In May 2024, Judicial Watch sued California to clean up its voter rolls. The lawsuit, filed on behalf of Judicial Watch and the Libertarian Party of California, asks the court to compel California to make “a reasonable effort to remove the registrations of ineligible registrants from the voter rolls” as required by federal law (Judicial Watch Inc. and the Libertarian Party of CA v. Shirley Weber et al. (No. 2:24-cv-3750)).
In February 2023, Los Angeles County confirmed removal of 1,207,613 ineligible voters from its rolls since the year before, under the terms of a settlement agreement in a federal lawsuit Judicial Watch filed in 2017. (Legal pressure from Judicial Watch ultimately led to the removal of up to four million ineligible voters from voter rolls in New York, California, Pennsylvania, Colorado, North Carolina, Kentucky, Ohio, and elsewhere.)
Judicial Watch filed the latest lawsuit after uncovering a broad failure to clean up voter rolls in dozens of California counties.
In December 2023, Judicial Watch sent three other notice letters to election officials in the District of Columbia, California, and Illinois, notifying them of evident violations of the NVRA, based on their failure to remove inactive voters from their registration rolls. In response to Judicial Watch’s inquiries, Washington, D.C., officials admitted that they had not complied with the NVRA, promptly removed 65,544 outdated names from the voting rolls, promised to remove 37,962 more, and designated another 73,522 registrations as “inactive.”
In July 2023 Judicial Watch filed an amicus curiae (friend of the court) brief, supporting the decision of the U.S. District Court for the District of Maine, which struck down Maine’s policy restricting the use and distribution of the state’s voter registration list (Public Interest Legal Foundation v. Shenna Bellows (No. 23-1361).

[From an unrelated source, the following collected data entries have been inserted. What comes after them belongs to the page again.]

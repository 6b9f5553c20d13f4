pub mod ai_provider;
pub mod cli;
pub mod config;
pub mod error;
pub mod fetcher;
pub mod generator;
pub mod pipeline;
pub mod report;
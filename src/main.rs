use clap::Parser;
use tpc_report::{cli, config, error, pipeline, report};
use cli::Cli;
use config::Config;
use error::Result;
use pipeline::RunOptions;
use std::path::PathBuf;
use tracing_subscriber::EnvFilter;

fn init_tracing(verbose: bool) {
    let default_level = if verbose { "debug" } else { "warn" };
    tracing_subscriber::fmt()
        .with_env_filter(
            EnvFilter::try_from_default_env().unwrap_or_else(|_| EnvFilter::new(default_level)),
        )
        .with_writer(std::io::stderr)
        .with_target(false)
        .init();
}

/// CLI指定で設定を上書き
fn apply_overrides(config: &mut Config, cli: &Cli) {
    if let Some(url) = &cli.sessions_url {
        config.sources.sessions_url = Some(url.clone());
    }
    if let Some(url) = &cli.talks_url {
        config.sources.talks_url = Some(url.clone());
    }
    if let Some(provider) = cli.ai_provider {
        if provider != config.generation.provider {
            config.generation.provider = provider;
            config.generation.model = provider.default_model().into();
            config.generation.endpoint = None;
        }
    }
    if let Some(model) = &cli.model {
        config.generation.model = model.clone();
    }
}

fn show_config(config: &Config) {
    println!("設定:");
    println!("  プロバイダ: {}", config.generation.provider);
    println!("  モデル: {}", config.generation.model);
    println!("  エンドポイント: {}", config.generation.endpoint_url());
    println!("  最大トークン: {}", config.generation.max_tokens);
    println!("  temperature: {}", config.generation.temperature);
    println!("  APIキー: {}", if config.get_api_key().is_ok() { "設定済み" } else { "未設定" });
    println!(
        "  セッション一覧: {}",
        config.sources.sessions_url.as_deref().unwrap_or("未設定")
    );
    println!(
        "  トーク表: {}",
        config.sources.talks_url.as_deref().unwrap_or("未設定")
    );
    println!(
        "  マスタープロンプト: {}",
        config
            .master_prompt
            .as_ref()
            .map(|p| p.display().to_string())
            .unwrap_or_else(|| "組み込み".into())
    );
}

async fn run(cli: &Cli, work_dir: PathBuf) -> Result<()> {
    let mut config = Config::load(cli.config.as_deref())?;
    apply_overrides(&mut config, cli);

    if cli.show_config {
        show_config(&config);
        return Ok(());
    }

    let group = pipeline::require_group(cli.group.as_deref())?;

    println!("📝 tpc-report - セッションレポート生成: {}\n", group);

    let options = RunOptions {
        group,
        attendees: cli.attendees.clone(),
        notes: cli.notes.clone(),
        output: cli.output.clone(),
        prompt_only: cli.prompt_only,
        verbose: cli.verbose,
        work_dir,
    };

    let outcome = pipeline::run(&options, &config).await?;

    println!(
        "\n✅ 完了: {} ({}件のトーク, 参加者{}, 議事メモ{})",
        outcome.session,
        outcome.talk_count,
        if outcome.attendees_available { "あり" } else { "なし" },
        if outcome.notes_available { "あり" } else { "なし" },
    );
    Ok(())
}

#[tokio::main]
async fn main() {
    let cli = Cli::parse();
    init_tracing(cli.verbose);

    let work_dir = std::env::current_dir().unwrap_or_else(|_| PathBuf::from("."));

    let code = match run(&cli, work_dir.clone()).await {
        Ok(()) => 0,
        Err(e) => {
            eprintln!("\n{} {}", e.tag(), e);
            for line in e.diagnostic_context() {
                eprintln!("{}", line);
            }

            match report::write_diagnostic(&work_dir, &e, cli.group.as_deref(), chrono::Local::now()) {
                Ok(path) => eprintln!("診断ファイル: {}", path.display()),
                Err(write_err) => tracing::error!(error = %write_err, "failed to write diagnostic file"),
            }
            e.exit_code()
        }
    };

    std::process::exit(code);
}
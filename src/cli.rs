use crate::ai_provider::AiProvider;
use clap::Parser;
use std::path::PathBuf;

const EXAMPLES: &str = "\
Examples:
  tpc-report --group DWARF
  tpc-report -g \"Evaluation and Benchmarking\" --attendees https://example.org/attendees.csv
  tpc-report -g DWARF --notes https://docs.google.com/document/d/<ID>/edit
  tpc-report -g DWARF --notes minutes.pdf --output reports/dwarf.txt
  tpc-report -g DWARF --prompt-only";

#[derive(Parser, Debug)]
#[command(name = "tpc-report")]
#[command(about = "TPCブレイクアウトセッションのレポート草稿を生成", long_about = None)]
#[command(after_help = EXAMPLES)]
pub struct Cli {
    /// グループ名・セッション名・略称（例: DWARF、--show-config 以外では必須）
    #[arg(short, long)]
    pub group: Option<String>,

    /// 参加者CSV（URLまたはパス、デフォルト: attendees.csv）
    #[arg(short, long)]
    pub attendees: Option<String>,

    /// 議事メモ（URL・DOCX・PDF・Google Docs、省略時はカレントのDOCX/PDFを探索）
    #[arg(short, long)]
    pub notes: Option<String>,

    /// 出力ファイル（デフォルト: draft_report_<略称>.txt）
    #[arg(short, long)]
    pub output: Option<PathBuf>,

    /// 設定ファイル（YAML）
    #[arg(short, long)]
    pub config: Option<PathBuf>,

    /// セッション一覧ページ（設定ファイルの sources.sessions_url を上書き）
    #[arg(long)]
    pub sessions_url: Option<String>,

    /// ライトニングトーク表（設定ファイルの sources.talks_url を上書き）
    #[arg(long)]
    pub talks_url: Option<String>,

    /// AIプロバイダ（設定ファイルの generation.provider を上書き）
    #[arg(long)]
    pub ai_provider: Option<AiProvider>,

    /// モデル名（設定ファイルの generation.model を上書き）
    #[arg(long)]
    pub model: Option<String>,

    /// プロンプトを書き出すだけで生成APIを呼ばない
    #[arg(long)]
    pub prompt_only: bool,

    /// 設定を表示して終了
    #[arg(long)]
    pub show_config: bool,

    /// 詳細ログを出力
    #[arg(short, long)]
    pub verbose: bool,
}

According to a national study conducted by Judicial Watch in 2020, Maine’s statewide registration rate was 101% of eligible voters.

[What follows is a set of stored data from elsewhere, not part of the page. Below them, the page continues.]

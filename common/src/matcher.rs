//! セッション名照合モジュール
//!
//! ユーザー入力（グループ名・略称・キーワード）を既知のセッション名に照合する。
//! ルールは優先順に評価し、候補が1件になった最初のルールで確定する:
//! 1. 完全一致（大文字小文字無視）
//! 2. 略称一致（括弧内トークン、例: "(DWARF)"）
//! 3. 部分一致・キーワード一致
//!
//! トークのセッションタグも同じ正規化で既知のセッション一覧に照合する（filter で使用）。

use crate::types::{MatchResult, SessionName};

/// 照合ルール: (正規化済みクエリ, セッション名) -> 一致するか
pub type MatchRule = fn(&str, &str) -> bool;

/// 評価順に並べた照合ルール
pub const MATCH_RULES: &[(&str, MatchRule)] = &[
    ("exact", is_exact_match),
    ("acronym", is_acronym_match),
    ("keyword", is_keyword_match),
];

/// 比較用に正規化（小文字化・前後空白除去・連続空白の圧縮）
pub fn normalize(s: &str) -> String {
    s.split_whitespace()
        .collect::<Vec<_>>()
        .join(" ")
        .to_lowercase()
}

/// セッション名に含まれる括弧内トークン（略称）を抽出
///
/// "Data, Workflows, Agents, and Reasoning Frameworks (DWARF)" -> ["DWARF"]
pub fn acronyms(name: &str) -> Vec<&str> {
    let mut tokens = Vec::new();
    let mut rest = name;

    while let Some(open) = rest.find('(') {
        let after = &rest[open + 1..];
        match after.find(')') {
            Some(close) => {
                let token = after[..close].trim();
                if !token.is_empty() {
                    tokens.push(token);
                }
                rest = &after[close + 1..];
            }
            None => break,
        }
    }

    tokens
}

/// ルール1: 完全一致
pub fn is_exact_match(query: &str, session: &str) -> bool {
    !query.is_empty() && normalize(session) == query
}

/// ルール2: 括弧内の略称と一致
pub fn is_acronym_match(query: &str, session: &str) -> bool {
    !query.is_empty() && acronyms(session).iter().any(|a| normalize(a) == query)
}

/// ルール3: 部分一致、またはクエリの全トークンがセッション名に含まれる
pub fn is_keyword_match(query: &str, session: &str) -> bool {
    if query.is_empty() {
        return false;
    }

    let name = normalize(session);
    if name.contains(query) {
        return true;
    }

    let tokens: Vec<&str> = query
        .split_whitespace()
        .map(|t| t.trim_matches(|c: char| !c.is_alphanumeric()))
        .filter(|t| !t.is_empty())
        .collect();

    !tokens.is_empty() && tokens.iter().all(|t| name.contains(t))
}

/// ユーザー入力を既知のセッション名に照合
///
/// 副作用なし。照合できない場合もパニックせず `MatchResult` で返す。
pub fn match_session(input: &str, known: &[SessionName]) -> MatchResult {
    let query = normalize(input);

    for (_, rule) in MATCH_RULES {
        let mut candidates: Vec<SessionName> = Vec::new();
        for session in known.iter().filter(|s| rule(&query, s)) {
            if !candidates.contains(session) {
                candidates.push(session.clone());
            }
        }

        match candidates.len() {
            0 => continue,
            1 => return MatchResult::Found(candidates.remove(0)),
            _ => return MatchResult::Ambiguous { candidates },
        }
    }

    MatchResult::NotFound {
        known: known.to_vec(),
    }
}

/// needle が haystack 内に単語境界で出現するか（どちらも正規化済み前提）
fn contains_words(haystack: &str, needle: &str) -> bool {
    if needle.is_empty() {
        return false;
    }

    haystack.match_indices(needle).any(|(start, _)| {
        let end = start + needle.len();
        let before_ok = haystack[..start]
            .chars()
            .next_back()
            .map_or(true, |c| !c.is_alphanumeric());
        let after_ok = haystack[end..]
            .chars()
            .next()
            .map_or(true, |c| !c.is_alphanumeric());
        before_ok && after_ok
    })
}

/// 括弧内（略称）を除いた正規化済みの名称
fn base_name(name: &str) -> String {
    let mut out = String::with_capacity(name.len());
    let mut depth = 0usize;
    for c in name.chars() {
        match c {
            '(' => depth += 1,
            ')' if depth > 0 => depth -= 1,
            _ if depth == 0 => out.push(c),
            _ => {}
        }
    }
    normalize(&out)
}

/// タグ照合ルール: (正規化済みタグ, セッション名) -> 一致の具体度（大きいほど優先）
type TagRule = fn(&str, &str) -> Option<usize>;

/// 評価順に並べたタグ照合ルール
const TAG_RULES: &[(&str, TagRule)] = &[
    ("exact", tag_is_name),
    ("acronym", tag_is_acronym),
    ("acronym-word", tag_has_acronym),
    ("contains-name", tag_contains_name),
    ("name-fragment", tag_is_fragment),
];

fn tag_is_name(tag: &str, session: &str) -> Option<usize> {
    (normalize(session) == tag || base_name(session) == tag).then_some(0)
}

fn tag_is_acronym(tag: &str, session: &str) -> Option<usize> {
    acronyms(session)
        .iter()
        .any(|a| normalize(a) == tag)
        .then_some(0)
}

fn tag_has_acronym(tag: &str, session: &str) -> Option<usize> {
    acronyms(session)
        .iter()
        .any(|a| contains_words(tag, &normalize(a)))
        .then_some(0)
}

/// タグが正式名を含む: 長い名称ほど具体的
fn tag_contains_name(tag: &str, session: &str) -> Option<usize> {
    let base = base_name(session);
    contains_words(tag, &base).then_some(base.len())
}

/// タグが正式名の一部: 短い名称ほど具体的
fn tag_is_fragment(tag: &str, session: &str) -> Option<usize> {
    let name = normalize(session);
    contains_words(&name, tag).then(|| usize::MAX - name.len())
}

/// トークのセッションタグが指すセッションを既知の一覧から求める
///
/// スプレッドシートのタグは略称・正式名・その一部が混在する。
/// ルールを順に評価し、最初に一致したルールの中で最も具体的なセッションだけを返す。
/// 名称が重なるセッション（"AI for Science" と "Trustworthy AI for Science"）でも
/// 片方のタグがもう片方に流れ込まない。同点の場合は複数を返す。
pub fn sessions_for_tag<'a>(tag: &str, known: &'a [SessionName]) -> Vec<&'a str> {
    let tag = normalize(tag);
    if tag.is_empty() {
        return Vec::new();
    }

    for (_, rule) in TAG_RULES {
        let scored: Vec<(usize, &str)> = known
            .iter()
            .filter_map(|s| rule(&tag, s).map(|score| (score, s.as_str())))
            .collect();

        let Some(best) = scored.iter().map(|(score, _)| *score).max() else {
            continue;
        };

        let mut hits: Vec<&str> = Vec::new();
        for (_, session) in scored.into_iter().filter(|(score, _)| *score == best) {
            if !hits.contains(&session) {
                hits.push(session);
            }
        }
        return hits;
    }

    Vec::new()
}

/// トークのセッションタグが確定セッションを指すか
pub fn tag_refers_to(tag: &str, session: &str, known: &[SessionName]) -> bool {
    sessions_for_tag(tag, known).contains(&session)
}
//! TPC Session Report Common Library
//!
//! セッション照合・トーク絞り込み・プロンプト描画の共通ロジック（I/Oなし）

pub mod types;
pub mod error;
pub mod matcher;
pub mod filter;
pub mod csv;
pub mod prompts;

pub use types::{Attendee, LightningTalk, MatchResult, ReportPayload, SessionName};
pub use error::{Error, Result};
pub use matcher::{match_session, normalize, acronyms, sessions_for_tag, tag_refers_to};
pub use filter::filter_talks;
pub use csv::{parse_csv, parse_attendees, talks_from_rows, TalkColumns};
pub use prompts::{
    render_prompt, count_talk_blocks, attendee_region,
    DEFAULT_MASTER_PROMPT, ATTENDEES_UNAVAILABLE, NOTES_UNAVAILABLE,
};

Judicial Watch in July 2023 also settled a federal election integrity lawsuit on behalf of the Illinois Conservative Union against the state of Illinois, the Illinois State Board of Elections, and its director, which now grants access to the current centralized statewide list of registered voters for the state for the past 15 elections.
In April 2023, Pennsylvania settled with Judicial Watch and admitted in court filings that it removed 178,258 ineligible registrations in response to communications from Judicial Watch. The settlement commits Pennsylvania and five of its counties to extensive public reporting of statistics regarding their ongoing voter roll clean-up efforts for the next five years.
In March 2023, Judicial Watch filed a federal lawsuit against the Illinois State Board of Elections and its Executive Director, Bernadette Matthews, over their failure to clean Illinois’ voter rolls and to produce election-related records as required by federal law.
In March 2023, Colorado agreed to settle a Judicial Watch NVRA lawsuit alleging that Colorado failed to remove ineligible voters from its rolls. The settlement agreement requires Colorado to provide Judicial Watch with the most recent voter roll data for each Colorado county each year for six years.
Judicial Watch settled a federal election integrity lawsuit against New York City after the city removed 441,083 ineligible names from the voter rolls and promised to take reasonable steps going forward to clean its voter registration lists.
Kentucky also removed hundreds of thousands of old registrations after it entered into a consent decree to end another Judicial Watch lawsuit.
In February 2022, Judicial Watch settled a voter roll clean-up lawsuit against North Carolina and two of its counties after North Carolina removed over 430,000 inactive registrations from its voter rolls.
In March 2022, a Maryland court ruled in favor of Judicial Watch’s challenge to the Democratic state legislature’s “extreme” congressional-districts gerrymander.